True, rule based programming is not for everyone; I paid my dues
with Prolog, I've observed the phenomonon. Neither is JavaScript,
or any other programming language. How may folk programmed TROFF
macros effectively? How many people trust "Word BASIC" to be
anything more than a virus carrier?
Re David Megginson's useful bang-for-buck observation, maybe I
shouldn't worry as much since I think in $US (just kidding :-)
but all the same, that's an excellent point. No matter how good
XSL is, it just won't be the only solution, since the economics
can't force that approach. "XSL Sucks Less" for many folk, and
particularly for those who must work in CSS-less worlds, but
some programmers will prefer 100% Pure JavaScript style sheets
(i.e. the "(JavaScript +) XML + DOM + CSS" approach of Leventhal)

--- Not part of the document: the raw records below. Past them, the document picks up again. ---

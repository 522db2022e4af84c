mod error;
mod result;
mod spec;
mod value;

pub use error::GantryError;
pub use result::{ExecutionResult, NodeResult};
pub use spec::{EdgeCondition, EdgeSpec, GraphSpec, NodeSpec, NodeType};
pub use value::Value;
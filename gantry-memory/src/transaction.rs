use gantry_core::Value;

use crate::{MemoryError, SharedMemory};

/// Handle passed to [`SharedMemory::transaction`] closures. Reads and
/// writes go through the enclosing transaction; `set_rollback_only`
/// forces a rollback even when the closure returns `Ok`.
pub struct TxnScope<'a> {
    memory: &'a SharedMemory,
    id: u64,
    rollback_only: bool,
}

impl<'a> TxnScope<'a> {
    pub fn id(&self) -> u64 {
        self.id
    }

    /// The underlying memory, e.g. for opening a nested transaction.
    pub fn memory(&self) -> &SharedMemory {
        self.memory
    }

    pub fn read(&self, key: &str) -> Option<Value> {
        self.memory.read(key)
    }

    pub fn write(&mut self, key: impl Into<String>, value: Value) {
        self.memory.write(key, value);
    }

    pub fn set_rollback_only(&mut self) {
        self.rollback_only = true;
    }

    pub fn is_rollback_only(&self) -> bool {
        self.rollback_only
    }
}

impl SharedMemory {
    /// Scoped transaction: commits when the closure returns `Ok`,
    /// rolls back on `Err` or when marked rollback-only.
    pub fn transaction<T, F>(&self, f: F) -> Result<T, MemoryError>
    where
        F: FnOnce(&mut TxnScope<'_>) -> Result<T, MemoryError>,
    {
        let id = self.begin_transaction();
        let mut scope = TxnScope {
            memory: self,
            id,
            rollback_only: false,
        };
        match f(&mut scope) {
            Ok(value) => {
                if scope.rollback_only {
                    self.rollback_transaction(id)?;
                } else {
                    self.commit_transaction(id)?;
                }
                Ok(value)
            }
            Err(err) => {
                self.rollback_transaction(id)?;
                Err(err)
            }
        }
    }

    /// [`transaction`](Self::transaction) holding the cross-task
    /// transaction lock for the whole begin..commit sequence. The
    /// closure must not perform I/O.
    pub async fn transaction_async<T, F>(&self, f: F) -> Result<T, MemoryError>
    where
        F: FnOnce(&mut TxnScope<'_>) -> Result<T, MemoryError>,
    {
        let _guard = self.lock_transactions().await;
        self.transaction(f)
    }
}
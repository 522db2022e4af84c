use thiserror::Error;

#[derive(Debug, Error)]
pub enum GantryError {
    #[error("Executor failed for node '{node}': {reason}")]
    ExecutorFailed { node: String, reason: String },
    #[error("Unknown tool '{tool}' requested by node '{node}'")]
    UnknownTool { node: String, tool: String },
    #[error("Operation was cancelled")]
    Cancelled,
    #[error("Invalid configuration: {0}")]
    InvalidConfig(String),
    #[error("Serialization/deserialization error: {0}")]
    Serde(#[from] serde_json::Error),
    #[error("{0}")]
    Custom(String),
}
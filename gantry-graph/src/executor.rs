use async_trait::async_trait;

use gantry_core::{GantryError, NodeResult, NodeSpec};
use gantry_memory::ScopedMemory;

/// Execution context handed to a node: the node's identity, the tools
/// it may see, and a memory view limited to its declared keys.
pub struct NodeContext {
    pub node_id: String,
    pub tools: Vec<String>,
    pub memory: ScopedMemory,
}

/// The boundary to the LLM/tool execution layer.
///
/// Ordinary failures (network error, bad model output, tool fault)
/// must come back as `Ok(NodeResult { success: false, .. })`. An `Err`
/// reaching the scheduler is a contract violation; it is downgraded to
/// a failed result and logged as an implementation defect.
#[async_trait]
pub trait NodeExecutor: Send + Sync {
    async fn execute(&self, node: &NodeSpec, ctx: &NodeContext) -> Result<NodeResult, GantryError>;
}
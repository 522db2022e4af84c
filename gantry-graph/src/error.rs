use thiserror::Error;

use crate::validator::ValidationError;

#[derive(Debug, Error)]
pub enum GraphError {
    #[error("graph validation failed with {count} error(s): {summary}", count = .0.len(), summary = summarize(.0))]
    Validation(Vec<ValidationError>),
    #[error("unknown entry point: {0}")]
    UnknownEntryPoint(String),
}

fn summarize(errors: &[ValidationError]) -> String {
    errors
        .iter()
        .map(|error| error.to_string())
        .collect::<Vec<_>>()
        .join("; ")
}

rather than balancing declarative and procedural components.
There's also flamage about the "XSL-FO" part of the spec, and
if the two criticisms I've seen about it (Hakon Lie, and Michael
Leventhal) capture the essence of the "anti-" camp, they've failed
utterly to convince me there's a problem beyond stepping on toes
of some CSS advocates, who deny use of *ML outside of browsers.
To be blunt, the "paperless office" won't happen until we all can
work on-line with the ease we can browse/markup/... paper, which
could well be never! Until then tools need to be aiming to unify
the formatting models. Like XSL-FO, but not like CSS. As with
all tools (say, HTML :-) FOs can be abused; use != abuse.